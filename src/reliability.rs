//! Reliability primitives: the retry engine (context shrink, output-defect
//! retry, rate-limit backoff), per-attempt timeout and cancellation, and the
//! circuit breaker that guards each transport call.
//!
//! The three retry axes are independent:
//!
//! 1. **Context shrink**: on [`RelayError::ContextLengthExceeded`] the oldest
//!    turn is dropped and the request is re-issued, until one turn is left.
//! 2. **Output defect**: on [`RelayError::TransientOutputDefect`] the same
//!    request is re-issued, up to [`RetryState::max_attempts`] times. A shrink
//!    restarts this counter because the request is a new one.
//! 3. **Rate limit**: on [`RelayError::RateLimited`] the same call is re-issued
//!    after an exponential, jittered delay, up to
//!    [`RateLimitConfig::max_retries`] attempts.
//!
//! Exhausting axes 1 or 2, or any other non-fatal failure, resolves to a fixed
//! [`Fallback`] reply instead of an error.

use crate::api::{ImageInput, RateLimitConfig, StopSequence, ToolSpec, Turn};
use crate::error::{Result, RelayError};
use std::future::Future;
use std::sync::{Arc, Mutex, PoisonError};
use std::time::{Duration, Instant};
use tokio_util::sync::CancellationToken;

/// Reply used when every output-defect retry came back truncated.
pub const DEFECT_FALLBACK: &str = "I thought too hard, sorry, try again.";
/// Reply used for hard provider failures and exhausted context shrinking.
pub const DISCONNECT_FALLBACK: &str = "My brain disconnected, try again.";

/// Which fixed reply a request resolved to.
#[derive(Debug, Clone, Copy, PartialEq, Eq)]
pub enum Fallback {
    OutputDefect,
    Disconnected,
}

impl Fallback {
    pub fn message(&self) -> &'static str {
        match self {
            Self::OutputDefect => DEFECT_FALLBACK,
            Self::Disconnected => DISCONNECT_FALLBACK,
        }
    }
}

/// Terminal outcome of [`RetryEngine::execute`].
#[derive(Debug, Clone, PartialEq, Eq)]
pub enum Resolution<T> {
    Answer(T),
    Fallback(Fallback),
}

/// The inputs of one logical request plus the defect-retry counter.
///
/// Owned by a single call and never shared. Moving to the next attempt
/// produces a new value; the only two transitions are [`shrunk`](Self::shrunk)
/// and [`next_attempt`](Self::next_attempt).
#[derive(Debug, Clone, PartialEq)]
pub struct RetryState {
    /// 1-based attempt number for the current request shape.
    pub attempt: u32,
    pub max_attempts: u32,
    pub turns: Vec<Turn>,
    pub system_message: String,
    pub stop: Option<StopSequence>,
    pub tools: Vec<ToolSpec>,
    /// Set for vision requests; re-attached to the last turn on every attempt.
    pub image: Option<ImageInput>,
}

impl RetryState {
    pub fn new(turns: Vec<Turn>, system_message: impl Into<String>, max_attempts: u32) -> Self {
        Self {
            attempt: 1,
            max_attempts: max_attempts.max(1),
            turns,
            system_message: system_message.into(),
            stop: None,
            tools: Vec::new(),
            image: None,
        }
    }

    pub fn with_stop(mut self, stop: Option<StopSequence>) -> Self {
        self.stop = stop;
        self
    }

    pub fn with_tools(mut self, tools: Vec<ToolSpec>) -> Self {
        self.tools = tools;
        self
    }

    pub fn with_image(mut self, image: ImageInput) -> Self {
        self.image = Some(image);
        self
    }

    /// Same request minus its oldest turn, with the defect counter restarted.
    /// `None` once a single turn is left.
    pub fn shrunk(&self) -> Option<Self> {
        if self.turns.len() <= 1 {
            return None;
        }
        Some(Self {
            attempt: 1,
            turns: self.turns[1..].to_vec(),
            ..self.clone()
        })
    }

    /// Same request, next attempt. `None` when the cap is reached.
    pub fn next_attempt(&self) -> Option<Self> {
        if self.attempt >= self.max_attempts {
            return None;
        }
        Some(Self {
            attempt: self.attempt + 1,
            ..self.clone()
        })
    }
}

/// Tunables for [`RetryEngine`].
#[derive(Debug, Clone)]
pub struct RetryPolicy {
    /// Drop the oldest turn on context overflow. When `false`, overflow
    /// resolves straight to the disconnect fallback.
    pub shrink_on_overflow: bool,
    /// Backoff for HTTP 429. `None` disables the axis.
    pub rate_limit: Option<RateLimitConfig>,
    /// Applied to every individual attempt.
    pub timeout: Option<Duration>,
}

impl Default for RetryPolicy {
    fn default() -> Self {
        Self {
            shrink_on_overflow: true,
            rate_limit: Some(RateLimitConfig::default()),
            timeout: None,
        }
    }
}

/// Drives the retry loops for one adapter.
///
/// Holds configuration only; all per-request state lives in [`RetryState`],
/// so a single engine serves concurrent requests.
#[derive(Debug, Clone)]
pub struct RetryEngine {
    policy: RetryPolicy,
    provider: String,
}
//! Accumulation of incremental token streams with early stop-sequence cut-off.

use crate::api::StopSequence;
use crate::error::Result;
use futures::{Stream, StreamExt};

/// Incremental buffer that stops growing once a stop sequence appears.
///
/// After each [`push`](Self::push) only the tail that could contain a new
/// match is searched, so long streams stay linear.
#[derive(Debug, Default)]
pub struct StreamAccumulator {
    buffer: String,
    stop: Option<StopSequence>,
    chunks: usize,
    done: bool,
}

impl StreamAccumulator {
    pub fn new(stop: Option<StopSequence>) -> Self {
        Self {
            stop: stop.filter(|s| s.max_len() > 0),
            ..Self::default()
        }
    }

    /// Append a chunk. Returns `true` when the stream should end: a stop
    /// sequence was found (and cut off), or the very first chunk was empty.
    pub fn push(&mut self, chunk: &str) -> bool {
        if self.done {
            return true;
        }
        self.chunks += 1;
        if self.chunks == 1 && chunk.is_empty() {
            self.done = true;
            return true;
        }

        let previous_len = self.buffer.len();
        self.buffer.push_str(chunk);

        if let Some(stop) = &self.stop {
            let mut from = previous_len.saturating_sub(stop.max_len().saturating_sub(1));
            while !self.buffer.is_char_boundary(from) {
                from -= 1;
            }
            if let Some(offset) = stop.find_in(&self.buffer[from..]) {
                self.buffer.truncate(from + offset);
                self.done = true;
            }
        }
        self.done
    }

    pub fn is_done(&self) -> bool {
        self.done
    }

    pub fn as_str(&self) -> &str {
        &self.buffer
    }

    pub fn into_string(self) -> String {
        self.buffer
    }
}

/// Drain `events` into one string, truncating at the first stop sequence.
///
/// The stream is dropped as soon as a stop sequence shows up, without waiting
/// for the source to finish. An empty first chunk ends the stream with an
/// empty result. Errors from the source are returned as-is.
pub async fn accumulate<S>(events: S, stop: Option<&StopSequence>) -> Result<String>
where
    S: Stream<Item = Result<String>>,
{
    let mut events = std::pin::pin!(events);
    let mut acc = StreamAccumulator::new(stop.cloned());

    while let Some(chunk) = events.next().await {
        if acc.push(&chunk?) {
            tracing::debug!(len = acc.as_str().len(), "stream ended early");
            break;
        }
    }
    Ok(acc.into_string())
}
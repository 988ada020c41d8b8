use std::sync::Arc;
use uni_relay::api::{AdapterSpec, ProviderKind, Turn};
use uni_relay::config::{AdapterConfig, StaticKeyStore};
use uni_relay::error::RelayError;
use uni_relay::reliability::{CircuitBreakerConfig, DISCONNECT_FALLBACK};
use uni_relay::runtime::RelayRuntime;
use uni_relay::traits::{ChatRequest, ProviderTransport};
mod common;
use common::mock_support::{ScriptedTransport, Step, all_keys};

fn factory(
    transport: Arc<ScriptedTransport>,
) -> impl Fn(&AdapterConfig) -> uni_relay::error::Result<Arc<dyn ProviderTransport>>
+ Send
+ Sync
+ 'static {
    move |_| Ok(transport.clone() as Arc<dyn ProviderTransport>)
}

#[tokio::test]
async fn test_catalog_from_json_builds_every_alias() -> anyhow::Result<()> {
    let transport = Arc::new(ScriptedTransport::always(Step::text("ok")));
    let runtime = RelayRuntime::builder()
        .key_store(all_keys())
        .transport_factory(ProviderKind::Anthropic, factory(transport.clone()))
        .transport_factory(ProviderKind::Gemini, factory(transport.clone()))
        .catalog_from_str(
            r#"[
                {"alias": "chat/claude", "provider": "anthropic", "model": "claude-sonnet"},
                {"alias": "chat/gemini", "provider": "gemini", "model": "gemini-flash"}
            ]"#,
        )?
        .build()?;

    assert_eq!(runtime.aliases().await, vec!["chat/claude", "chat/gemini"]);
    let gemini = runtime.provider_adapter("chat/gemini").await?;
    assert_eq!(gemini.config().model, "gemini-flash");
    assert_eq!(
        gemini.config().base_url,
        "https://generativelanguage.googleapis.com/v1beta"
    );
    Ok(())
}

#[tokio::test]
async fn test_factory_receives_resolved_config() {
    let transport = Arc::new(ScriptedTransport::always(Step::text("ok")));
    let seen = Arc::new(std::sync::Mutex::new(None));
    let seen_in_factory = seen.clone();

    let mut spec = AdapterSpec::new("chat/custom", ProviderKind::Replicate, "meta/llama");
    spec.api_key_name = Some("MY_REPLICATE".into());
    spec.base_url = Some("https://proxy.internal/v1/".into());

    let _runtime = RelayRuntime::builder()
        .key_store(StaticKeyStore::new().with_key("MY_REPLICATE", "r8_secret"))
        .transport_factory(ProviderKind::Replicate, move |config: &AdapterConfig| {
            *seen_in_factory.lock().unwrap() = Some(config.clone());
            Ok(transport.clone() as Arc<dyn ProviderTransport>)
        })
        .catalog(vec![spec])
        .build()
        .unwrap();

    let config = seen.lock().unwrap().clone().unwrap();
    assert_eq!(config.api_key.as_deref(), Some("r8_secret"));
    assert_eq!(config.base_url, "https://proxy.internal/v1");
    assert!(!format!("{config:?}").contains("r8_secret"));
}

#[tokio::test]
async fn test_invalid_spec_fails_build() {
    let err = RelayRuntime::builder()
        .key_store(all_keys())
        .catalog(vec![AdapterSpec::new("no-slash", ProviderKind::OpenAi, "m")])
        .build()
        .err()
        .unwrap();
    assert!(matches!(err, RelayError::Config(_)));
}

#[tokio::test]
async fn test_unknown_alias_lookup() {
    let runtime = RelayRuntime::builder().build().unwrap();
    assert!(!runtime.contains_alias("chat/none").await);
    assert!(matches!(
        runtime.adapter("chat/none").await.err().unwrap(),
        RelayError::ProviderNotFound(_)
    ));
}

#[tokio::test]
async fn test_open_circuit_short_circuits_to_fallback() {
    let transport = Arc::new(ScriptedTransport::always(Step::Fail(RelayError::Unavailable)));
    let runtime = RelayRuntime::builder()
        .key_store(all_keys())
        .transport_factory(ProviderKind::Mistral, factory(transport.clone()))
        .circuit_breaker(CircuitBreakerConfig {
            failure_threshold: 2,
            open_wait_seconds: 60,
        })
        .catalog(vec![AdapterSpec::new("chat/m", ProviderKind::Mistral, "mistral-small")])
        .build()
        .unwrap();
    let adapter = runtime.adapter("chat/m").await.unwrap();

    for _ in 0..4 {
        let reply = adapter
            .send_request(ChatRequest::new(vec![Turn::user("hi")], ""))
            .await
            .unwrap();
        assert_eq!(reply, DISCONNECT_FALLBACK);
    }
    // Two failures opened the breaker; the rest never reached the transport.
    assert_eq!(transport.call_count(), 2);
}

fn breaker_runtime(transport: Arc<ScriptedTransport>, timeout_secs: Option<u64>) -> Arc<RelayRuntime> {
    let mut spec = AdapterSpec::new("chat/m", ProviderKind::Mistral, "mistral-small");
    spec.timeout = timeout_secs;
    RelayRuntime::builder()
        .key_store(all_keys())
        .transport_factory(ProviderKind::Mistral, factory(transport))
        .circuit_breaker(CircuitBreakerConfig {
            failure_threshold: 1,
            open_wait_seconds: 0,
        })
        .catalog(vec![spec])
        .build()
        .unwrap()
}

#[tokio::test]
async fn test_timed_out_probe_then_backend_recovers() -> anyhow::Result<()> {
    let transport = Arc::new(ScriptedTransport::new(vec![
        Step::Fail(RelayError::ApiError("boom".into())),
        Step::Slow(std::time::Duration::from_secs(5), "late".into()),
        Step::text("ok"),
    ]));
    let runtime = breaker_runtime(transport.clone(), Some(1));
    let adapter = runtime.adapter("chat/m").await?;
    let ask = || adapter.send_request(ChatRequest::new(vec![Turn::user("hi")], ""));

    assert_eq!(ask().await?, DISCONNECT_FALLBACK);
    // Half-open probe hits the attempt timeout.
    assert_eq!(ask().await?, DISCONNECT_FALLBACK);
    assert_eq!(ask().await?, "ok");
    assert_eq!(ask().await?, "ok");
    assert_eq!(transport.call_count(), 4);
    Ok(())
}

#[tokio::test]
async fn test_cancelled_probe_does_not_wedge_breaker() {
    let transport = Arc::new(ScriptedTransport::new(vec![
        Step::Fail(RelayError::Unavailable),
        Step::Slow(std::time::Duration::from_secs(5), "late".into()),
        Step::text("ok"),
    ]));
    let runtime = breaker_runtime(transport.clone(), None);
    let adapter = runtime.adapter("chat/m").await.unwrap();

    let first = adapter
        .send_request(ChatRequest::new(vec![Turn::user("hi")], ""))
        .await
        .unwrap();
    assert_eq!(first, DISCONNECT_FALLBACK);

    let token = tokio_util::sync::CancellationToken::new();
    let trigger = token.clone();
    tokio::spawn(async move {
        tokio::time::sleep(std::time::Duration::from_millis(50)).await;
        trigger.cancel();
    });
    let cancelled = adapter
        .send_request(ChatRequest::new(vec![Turn::user("hi")], "").with_cancellation(token))
        .await
        .unwrap();
    assert_eq!(cancelled, DISCONNECT_FALLBACK);

    let recovered = adapter
        .send_request(ChatRequest::new(vec![Turn::user("hi")], ""))
        .await
        .unwrap();
    assert_eq!(recovered, "ok");
    assert_eq!(transport.call_count(), 3);
}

※

#### What the task asks:
Take the first line of the material above as the start and the line that contains "came back truncated." as the end. Output only that span, every line exactly as it stands.

#### Solution for this exercise:
filename src/reliability.rs
//! Reliability primitives: the retry engine (context shrink, output-defect
//! retry, rate-limit backoff), per-attempt timeout and cancellation, and the
//! circuit breaker that guards each transport call.
//!
//! The three retry axes are independent:
//!
//! 1. **Context shrink**: on [`RelayError::ContextLengthExceeded`] the oldest
//!    turn is dropped and the request is re-issued, until one turn is left.
//! 2. **Output defect**: on [`RelayError::TransientOutputDefect`] the same
//!    request is re-issued, up to [`RetryState::max_attempts`] times. A shrink
//!    restarts this counter because the request is a new one.
//! 3. **Rate limit**: on [`RelayError::RateLimited`] the same call is re-issued
//!    after an exponential, jittered delay, up to
//!    [`RateLimitConfig::max_retries`] attempts.
//!
//! Exhausting axes 1 or 2, or any other non-fatal failure, resolves to a fixed
//! [`Fallback`] reply instead of an error.

use crate::api::{ImageInput, RateLimitConfig, StopSequence, ToolSpec, Turn};
use crate::error::{Result, RelayError};
use std::future::Future;
use std::sync::{Arc, Mutex, PoisonError};
use std::time::{Duration, Instant};
use tokio_util::sync::CancellationToken;

/// Reply used when every output-defect retry came back truncated.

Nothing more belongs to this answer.